Proprio per questo, non solo non mi scoraggio, non è nel mio carattere. E soprattutto non posso scoraggiarmi per un problema di soldi: cosa sono i soldi di fronte alla tragedia di un bambino che muore? Solo che poi mi chiedo anche perchè si debbano spendere quindici anni e tanti soldi per realizzare il sogno che è anche diritto, quello di avere luce ed acqua in un ospedale.
Per farvi capire come mai c’è voluto tanto tempo e in quel troppo tempo siamo rimasti troppe volte senza soldi, voglio raccontarvene la storia.

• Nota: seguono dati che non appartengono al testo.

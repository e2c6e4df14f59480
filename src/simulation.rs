use std::time::Instant;

use bevy_ecs::event::EventRegistry;
use bevy_ecs::query::With;
use bevy_ecs::schedule::{ExecutorKind, IntoScheduleConfigs, Schedule, SystemSet};
use bevy_ecs::world::World;
use glam::Vec3;
use tracing::{debug, info, trace, warn};

use crate::assets::{self, AssetLoader, LoadEvent, LoadQueue, LoadRequest};
use crate::config::SceneConfig;
use crate::constants::{decor, gate as gate_consts};
use crate::error::{EntityError, SceneError, SceneResult};
use crate::events::{InputEvent, Intent, MediaIntent, MotionIntent};
use crate::formatter;
use crate::sinks::{
    BodyDesc, MediaResource, OverlayResource, PhysicsResource, RenderResource, Shape, Sinks, UiElement,
};
use crate::systems::{
    self, Actor, ActorRig, Bindings, Character, DeltaTime, Dynamic, ElapsedTime, Follow, Gate, GatePanel, GateState,
    Locomotion, LocomotionState, NameTag, OrbitCamera, Pinned, PointerPosition, Pose, ProximityZone, Spin, UiState,
};

/// Ordering of the per-frame work.
#[derive(SystemSet, Debug, Hash, PartialEq, Eq, Clone)]
enum FrameSet {
    /// Step the physics sink and read dynamic bodies back
    Physics,
    /// Advance clip mixers and scripted motion
    Animation,
    /// Re-assert pinned bodies, then snap followers onto their leaders
    Constraints,
    /// Gate and proximity triggers
    Triggers,
    Render,
}

/// The showroom scene: an ECS world plus the schedule that advances it one frame at a time.
///
/// Everything the scene drives lives in the world, with the render, overlay, physics and
/// media sinks held as non-send resources. Input is dispatched synchronously through
/// observers; asset loads are queued by their loader and placed at the start of the next tick.
pub struct Simulation {
    pub world: World,
    pub schedule: Schedule,
    queue: LoadQueue,
    loader: Option<Box<dyn AssetLoader>>,
    /// Requests issued but not yet resolved
    outstanding: usize,
}

impl Simulation {
    /// Builds the scene: the actor body and its name tag, pinned decor bodies, the gate,
    /// proximity zones and the spinning markers.
    ///
    /// # Errors
    ///
    /// Returns `SceneError::Config` if the configuration does not validate.
    pub fn new(config: SceneConfig, sinks: Sinks) -> SceneResult<Self> {
        config.validate()?;

        let mut world = World::default();
        let mut schedule = Schedule::default();
        schedule.set_executor_kind(ExecutorKind::SingleThreaded);

        Self::setup_ecs(&mut world);
        Self::insert_resources(&mut world, &config, sinks);
        Self::spawn_rig(&mut world, &config);
        Self::spawn_pinned(&mut world, &config);
        Self::spawn_gate(&mut world, &config);
        Self::spawn_markers(&mut world, &config);
        for zone in &config.zones {
            world.spawn(ProximityZone::from(zone));
        }
        Self::configure_schedule(&mut schedule);

        info!(
            pinned = config.pinned.len(),
            zones = config.zones.len(),
            "Scene initialized"
        );

        Ok(Self {
            world,
            schedule,
            queue: LoadQueue::new(),
            loader: None,
            outstanding: 0,
        })
    }

    fn setup_ecs(world: &mut World) {
        EventRegistry::register_event::<MotionIntent>(world);
        EventRegistry::register_event::<MediaIntent>(world);

        world.add_observer(systems::locomotion_observer);
        world.add_observer(systems::media_observer);
    }

    fn insert_resources(world: &mut World, config: &SceneConfig, sinks: Sinks) {
        world.insert_resource(config.locomotion);
        world.insert_resource(config.physics);
        world.insert_resource(Gate::new(config.gate));
        world.insert_resource(Bindings::default());
        world.insert_resource(OrbitCamera::new(config.rig.camera_start, config.rig.start));
        world.insert_resource(DeltaTime::default());
        world.insert_resource(ElapsedTime::default());
        world.insert_resource(UiState::default());
        world.insert_resource(PointerPosition::default());

        world.insert_non_send_resource(RenderResource(sinks.render));
        world.insert_non_send_resource(OverlayResource(sinks.overlay));
        world.insert_non_send_resource(PhysicsResource(sinks.physics));
        world.insert_non_send_resource(MediaResource(sinks.media));
    }

    fn spawn_rig(world: &mut World, config: &SceneConfig) {
        let rig = &config.rig;
        let pose = Pose::at(rig.start);
        let body = world.non_send_resource_mut::<PhysicsResource>().0.add_body(BodyDesc {
            shape: Shape::Cylinder {
                radius: rig.radius,
                height: rig.height,
            },
            mass: rig.mass,
            pose,
        });
        let actor = world.spawn((pose, body, Actor, Dynamic, Locomotion::default())).id();

        let tag_pose = Pose::at(rig.start + rig.name_tag_offset);
        let element = world.non_send_resource_mut::<OverlayResource>().0.add_element("name", &tag_pose);
        let name_tag = world
            .spawn((
                tag_pose,
                element,
                NameTag,
                Follow {
                    leader: actor,
                    offset: rig.name_tag_offset,
                },
            ))
            .id();

        world.insert_resource(ActorRig {
            actor,
            name_tag,
            character_offset: rig.character_offset,
        });
        trace!(?actor, ?name_tag, "Spawned actor rig");
    }

    fn spawn_pinned(world: &mut World, config: &SceneConfig) {
        for settings in &config.pinned {
            let pose = Pose::at(settings.position);
            let body = world.non_send_resource_mut::<PhysicsResource>().0.add_body(BodyDesc {
                shape: settings.shape,
                mass: settings.mass,
                pose,
            });
            world.spawn((
                pose,
                body,
                Pinned {
                    name: settings.name.clone(),
                    pose,
                },
            ));
        }
    }

    fn spawn_gate(world: &mut World, config: &SceneConfig) {
        let gate = &config.gate;
        // Mirrored panels: one slides toward +x, the other toward -x
        for sign in [1.0, -1.0] {
            let panel = GatePanel::new(sign * gate.open_x, sign * gate.closed_x);
            let pose = Pose::at(Vec3::new(panel.closed_x, gate.panel_y, gate.panel_z));

            let body = world.non_send_resource_mut::<PhysicsResource>().0.add_body(BodyDesc {
                shape: Shape::Cuboid(gate_consts::PANEL_HALF_EXTENTS),
                mass: 0.0,
                pose,
            });
            let object = world
                .non_send_resource_mut::<RenderResource>()
                .0
                .add_object("gate_panel", &pose, true);
            world.spawn((pose, body, object, panel));
        }
    }

    fn spawn_markers(world: &mut World, config: &SceneConfig) {
        for (class, position) in decor::SPINNING_MARKERS {
            let pose = Pose::at(position);
            let element = world.non_send_resource_mut::<OverlayResource>().0.add_element(class, &pose);
            world.spawn((pose, element, Spin { rate: config.spin_rate }));
        }
    }

    fn configure_schedule(schedule: &mut Schedule) {
        schedule
            .add_systems((
                (systems::physics_step_system, systems::physics_readback_system)
                    .chain()
                    .in_set(FrameSet::Physics),
                (systems::mixer_system, systems::spin_system, systems::flyover_system)
                    .chain()
                    .in_set(FrameSet::Animation),
                (systems::pinned_system, systems::follow_system)
                    .chain()
                    .in_set(FrameSet::Constraints),
                (systems::gate_system, systems::proximity_system)
                    .chain()
                    .in_set(FrameSet::Triggers),
                systems::render_system.in_set(FrameSet::Render),
            ))
            .configure_sets(
                (
                    FrameSet::Physics,
                    FrameSet::Animation,
                    FrameSet::Constraints,
                    FrameSet::Triggers,
                    FrameSet::Render,
                )
                    .chain(),
            );
    }

    /// Installs the loader that resolves [`Simulation::load`] requests.
    pub fn set_loader(&mut self, loader: impl AssetLoader + 'static) {
        self.loader = Some(Box::new(loader));
    }

    /// Requests a model load. Without a loader the request fails immediately (and is logged on the next tick).
    pub fn load(&mut self, request: LoadRequest) {
        debug!(path = %request.path, "Requesting model");
        let callbacks = self.queue.callbacks(request);
        self.outstanding += 1;
        match self.loader.as_mut() {
            Some(loader) => loader.load(callbacks),
            None => {
                let path = callbacks.request().path.clone();
                callbacks.on_error(crate::error::AssetError::NotFound(path));
            }
        }
    }

    /// Requests every model in the showroom.
    pub fn load_scene(&mut self) {
        for request in assets::scene_requests() {
            self.load(request);
        }
    }

    /// Handles one raw input event, synchronously.
    pub fn handle_input(&mut self, event: InputEvent) {
        if let InputEvent::PointerMove { x, y, width, height } = event {
            if let Some(ndc) = systems::normalize_pointer(x, y, width, height) {
                self.world.resource_mut::<PointerPosition>().0 = ndc;
            }
            return;
        }

        let intent = self.world.resource::<Bindings>().map(&event);
        match intent {
            Some(intent) => self.dispatch(intent),
            None => trace!(?event, "Unbound input"),
        }
    }

    /// Runs an intent's observers immediately.
    pub fn dispatch(&mut self, intent: Intent) {
        trace!(?intent, "Dispatching intent");
        match intent {
            Intent::Motion(motion) => self.world.trigger(motion),
            Intent::Media(media) => self.world.trigger(media),
        }
        self.world.flush();
    }

    /// Advances the scene by `dt` seconds.
    ///
    /// Completed loads are placed first, then physics steps, clips advance, pinned bodies
    /// and followers are re-asserted, the triggers are evaluated and the frame is drawn.
    ///
    /// # Errors
    ///
    /// Returns `SceneError::Animation` if an actor model arrived without its locomotion clips.
    pub fn tick(&mut self, dt: f32) -> SceneResult<()> {
        let frame = formatter::increment_frame();
        let dt = dt.max(0.0);

        if let Some(loader) = self.loader.as_mut() {
            loader.poll();
        }
        self.place_loaded()?;

        self.world.insert_resource(DeltaTime { seconds: dt });
        self.world.resource_mut::<ElapsedTime>().0 += dt;

        let start = Instant::now();
        self.schedule.run(&mut self.world);
        let elapsed = start.elapsed();

        // Anything past 120% of the frame's own delta is worth knowing about
        if dt > 0.0 && elapsed.as_secs_f32() > dt * 1.2 {
            warn!(
                frame,
                total = format!("{:.3?}", elapsed),
                budget = format!("{:.1}ms", dt * 1000.0),
                "Frame took longer than expected"
            );
        }
        Ok(())
    }

    /// Places every drained completion, even after a fatal one; the first fatal error is returned at the end.
    fn place_loaded(&mut self) -> SceneResult<()> {
        let mut fatal = None;
        for event in self.queue.drain() {
            let resolved = matches!(event, LoadEvent::Loaded { .. } | LoadEvent::Failed { .. });
            if let Err(e) = assets::place(&mut self.world, event) {
                warn!(error = %e, "Fatal load error");
                fatal.get_or_insert(e);
            }
            if resolved {
                self.outstanding = self.outstanding.saturating_sub(1);
                if self.outstanding == 0 {
                    self.finish_loading();
                }
            }
        }
        fatal.map_or(Ok(()), Err)
    }

    fn finish_loading(&mut self) {
        {
            let mut ui = self.world.resource_mut::<UiState>();
            if ui.loading_complete {
                return;
            }
            ui.loading_complete = true;
            ui.loading_progress = 1.0;
        }
        self.world
            .non_send_resource_mut::<OverlayResource>()
            .0
            .set_visible(UiElement::LoadingBar, false);
        info!("All requested models resolved");
    }

    pub fn rig(&self) -> ActorRig {
        *self.world.resource::<ActorRig>()
    }

    pub fn actor_pose(&self) -> SceneResult<Pose> {
        let actor = self.rig().actor;
        self.world
            .get::<Pose>(actor)
            .copied()
            .ok_or(SceneError::Entity(EntityError::NotFound(actor)))
    }

    /// The character model's pose, once it has loaded.
    pub fn character_pose(&mut self) -> Option<Pose> {
        self.world
            .query_filtered::<&Pose, With<Character>>()
            .iter(&self.world)
            .next()
            .copied()
    }

    pub fn locomotion_state(&self) -> LocomotionState {
        let actor = self.rig().actor;
        self.world
            .get::<Locomotion>(actor)
            .map(|locomotion| locomotion.state)
            .unwrap_or_default()
    }

    pub fn gate_state(&self) -> GateState {
        self.world.resource::<Gate>().state
    }

    pub fn orbit(&self) -> OrbitCamera {
        *self.world.resource::<OrbitCamera>()
    }

    pub fn ui(&self) -> &UiState {
        self.world.resource::<UiState>()
    }

    pub fn pointer(&self) -> PointerPosition {
        *self.world.resource::<PointerPosition>()
    }

    pub fn bindings_mut(&mut self) -> bevy_ecs::world::Mut<'_, Bindings> {
        self.world.resource_mut::<Bindings>()
    }

    pub fn outstanding_loads(&self) -> usize {
        self.outstanding
    }

    /// Moves the actor body directly, as a physics contact would. Followers catch up on the next tick.
    pub fn teleport_actor(&mut self, translation: Vec3) -> SceneResult<()> {
        let rig = self.rig();
        let mut pose = self.actor_pose()?;
        pose.translation = translation;
        if let Some(body) = self.world.get::<crate::sinks::BodyHandle>(rig.actor).copied() {
            self.world.non_send_resource_mut::<PhysicsResource>().0.set_pose(body, &pose);
        }
        if let Some(mut current) = self.world.get_mut::<Pose>(rig.actor) {
            *current = pose;
        }
        Ok(())
    }
}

Era il 1994 quando l’abbé Luhango aveva tanto insistito per portare suor Teresa e me alle cascate del fiume Mvula, dove lui già allora sognava di installare una turbina o almeno un mulino ad acqua. Anzi lo sognava da tempo, se è vero che tutti i visitatori li portava a vedere quella cascata. «Masa yo ke ngolo!», avevamo commentato. Significa che l’acqua viene giù con forza e fa un bel rumore, il che è un po’ romantico. Significa anche che da profani non avevamo capito nulla di cosa vuol dire «portata d’acqua» e «salto» e soprattutto che ci eravamo infilati in quella folle avventura. Quella visita «turistica», in realtà, era un viaggio di sola andata. Come sa bene mio zio Danilo, che coinvolsi sin da quella prima volta. Grazie alla sua testardaggine a quella cascata ci sarei tornata ancora molte volte.

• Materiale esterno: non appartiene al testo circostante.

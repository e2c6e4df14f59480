//! Platform-specific frame pacing.

use std::time::Duration;

/// Sleeps for `duration`, spinning for the tail end when the window has focus.
#[cfg(not(target_os = "emscripten"))]
pub fn sleep(duration: Duration, focused: bool) {
    if focused {
        spin_sleep::sleep(duration);
    } else {
        std::thread::sleep(duration);
    }
}

#[cfg(target_os = "emscripten")]
pub fn sleep(duration: Duration, _focused: bool) {
    std::thread::sleep(duration);
}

Le prime volte fu con Gianna, infermiera lei, medico io, due incompetenti armate di barometri, termometri, manometri, altimetri ed altre diavolerie… Poi con i vari Mario, Paolo, Pietro, ancora Mario, tutti elettrotecnici ultrasessantenni che si sono lasciati coinvolgere nel progetto con l’entusiasmo di adolescenti. E ovviamente zio Danilo, il più entusiasta di tutti, che di anni nel frattempo ne avrebbe compiuti «solo» ottanta.

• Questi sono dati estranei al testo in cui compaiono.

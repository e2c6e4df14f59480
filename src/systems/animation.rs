//! Skeletal clip playback: a small mixer per animated model.

use bevy_ecs::{
    component::Component,
    system::{Query, Res},
};
use smallvec::SmallVec;
use tracing::{debug, trace};

use crate::constants::locomotion::CLIP_ORDER;
use crate::error::AnimationError;
use crate::systems::components::DeltaTime;

/// A clip as reported by a loaded model.
#[derive(Debug, Clone, PartialEq)]
pub struct ClipInfo {
    pub name: String,
    /// Length in seconds
    pub duration: f32,
}

impl ClipInfo {
    pub fn new(name: impl Into<String>, duration: f32) -> Self {
        Self {
            name: name.into(),
            duration,
        }
    }
}

#[derive(Debug, Clone, Copy, PartialEq)]
struct FadeOut {
    remaining: f32,
    total: f32,
    start_weight: f32,
}

/// Playback state of one clip.
#[derive(Debug, Clone, PartialEq)]
pub struct ClipAction {
    name: String,
    duration: f32,
    pub time: f32,
    pub weight: f32,
    /// Playback rate; negative values play the clip in reverse.
    pub time_scale: f32,
    playing: bool,
    fade: Option<FadeOut>,
}

impl ClipAction {
    fn new(name: String, duration: f32) -> Self {
        Self {
            name,
            duration,
            time: 0.0,
            weight: 1.0,
            time_scale: 1.0,
            playing: false,
            fade: None,
        }
    }

    pub fn name(&self) -> &str {
        &self.name
    }

    pub fn is_playing(&self) -> bool {
        self.playing
    }

    pub fn is_fading(&self) -> bool {
        self.fade.is_some()
    }

    /// Starts (or keeps) playing; cancels any fade in progress.
    pub fn play(&mut self) {
        self.playing = true;
        self.fade = None;
    }

    pub fn stop(&mut self) {
        self.playing = false;
        self.fade = None;
        self.time = 0.0;
    }

    pub fn fade_out(&mut self, seconds: f32) {
        if !self.playing {
            return;
        }
        if seconds <= 0.0 {
            self.weight = 0.0;
            self.stop();
            return;
        }
        self.fade = Some(FadeOut {
            remaining: seconds,
            total: seconds,
            start_weight: self.weight,
        });
    }

    /// Advances the clip. Returns `true` when a fade finished during this update.
    fn update(&mut self, dt: f32) -> bool {
        if !self.playing {
            return false;
        }

        if self.duration > 0.0 {
            self.time = (self.time + dt * self.time_scale).rem_euclid(self.duration);
        }

        let Some(fade) = self.fade.as_mut() else {
            return false;
        };
        fade.remaining -= dt;
        if fade.remaining > 0.0 {
            self.weight = fade.start_weight * (fade.remaining / fade.total);
            return false;
        }

        self.weight = 0.0;
        self.stop();
        true
    }
}

/// Per-model mixer holding one action per clip, in model order.
#[derive(Component, Debug, Clone, Default, PartialEq)]
pub struct AnimationMixer {
    actions: SmallVec<[ClipAction; 4]>,
    /// Halt every action once the current fade completes.
    halt_after_fade: bool,
}

impl AnimationMixer {
    pub fn new(clips: &[ClipInfo]) -> Self {
        Self {
            actions: clips.iter().map(|clip| ClipAction::new(clip.name.clone(), clip.duration)).collect(),
            halt_after_fade: false,
        }
    }

    /// Builds the actor's mixer, naming its clips positionally.
    ///
    /// The actor model's clips are addressed by index, not by the names they ship with,
    /// so every index in [`CLIP_ORDER`] must be present.
    pub fn for_actor(model: &str, clips: &[ClipInfo]) -> Result<Self, AnimationError> {
        let mut actions = SmallVec::new();
        for (index, &name) in CLIP_ORDER.iter().enumerate() {
            let clip = clips.get(index).ok_or_else(|| AnimationError::MissingClip {
                model: model.to_string(),
                index,
                name,
            })?;
            if clip.duration <= 0.0 {
                return Err(AnimationError::EmptyClip(clip.name.clone()));
            }
            actions.push(ClipAction::new(name.to_string(), clip.duration));
        }

        Ok(Self {
            actions,
            halt_after_fade: false,
        })
    }

    pub fn action(&self, name: &str) -> Option<&ClipAction> {
        self.actions.iter().find(|action| action.name == name)
    }

    pub fn action_mut(&mut self, name: &str) -> Option<&mut ClipAction> {
        self.actions.iter_mut().find(|action| action.name == name)
    }

    pub fn action_at_mut(&mut self, index: usize) -> Option<&mut ClipAction> {
        self.actions.get_mut(index)
    }

    pub fn actions(&self) -> impl Iterator<Item = &ClipAction> {
        self.actions.iter()
    }

    pub fn is_playing(&self) -> bool {
        self.actions.iter().any(ClipAction::is_playing)
    }

    /// Plays a clip at full weight with the given rate. Cancels a pending halt.
    ///
    /// Returns `false` if the mixer has no such clip.
    pub fn play(&mut self, name: &str, time_scale: f32) -> bool {
        let Some(action) = self.action_mut(name) else {
            return false;
        };
        action.weight = 1.0;
        action.time_scale = time_scale;
        action.play();
        self.halt_after_fade = false;
        true
    }

    /// Fades out every playing clip, then halts all of them.
    pub fn fade_out_then_halt(&mut self, seconds: f32) {
        let mut fading = false;
        for action in self.actions.iter_mut().filter(|a| a.is_playing()) {
            action.fade_out(seconds);
            fading |= action.is_fading();
        }

        if fading {
            self.halt_after_fade = true;
        } else {
            self.stop_all();
        }
    }

    pub fn stop_all(&mut self) {
        for action in self.actions.iter_mut() {
            action.stop();
        }
        self.halt_after_fade = false;
    }

    pub fn update(&mut self, dt: f32) {
        let mut fade_finished = false;
        for action in self.actions.iter_mut() {
            fade_finished |= action.update(dt);
        }

        if fade_finished && self.halt_after_fade {
            trace!("Fade complete, halting all clips");
            self.stop_all();
        }
    }
}

pub fn mixer_system(time: Res<DeltaTime>, mut mixers: Query<&mut AnimationMixer>) {
    for mut mixer in mixers.iter_mut() {
        if mixer.is_playing() {
            mixer.update(time.seconds);
        }
    }
}

/// Starts the first clip of a decorative model on loop.
pub fn autoplay_first(mixer: &mut AnimationMixer) -> bool {
    let Some(action) = mixer.action_at_mut(0) else {
        return false;
    };
    debug!(clip = action.name(), "Autoplaying clip");
    action.play();
    true
}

Alla fine la turbina l’abbiamo installata sul fiume Nzasi, un altro affluente dell’Inzia. Finalmente è arrivato Paolo che ha concretizzato il sogno trasformandolo in una diga di cemento. E da quel momento tutto era sembrato facile; solo Paolo si angosciava delle piccole incoerenze di progettazione, che un giorno ci sarebbero costate così care. Le spese hanno sforato un’altra volta il "budget" a causa delle "panne" non previste e che forse erano inevitabili. A volte con Mario ci diciamo, scherzando, che sulla centrale aleggiano i "bandoki", cioè gli spiriti maligni. A Natale dell’anno scorso si è aperta una crepa nella diga; sotto elezioni era la turbina che rifiutava di girare; adesso è in corto-circuito il trasformatore…
Io però non perdo la speranza. E continuo a sognare che a Natale accenderemo le lampadine. Non sull’albero, ma all’ospedale di Kimbau.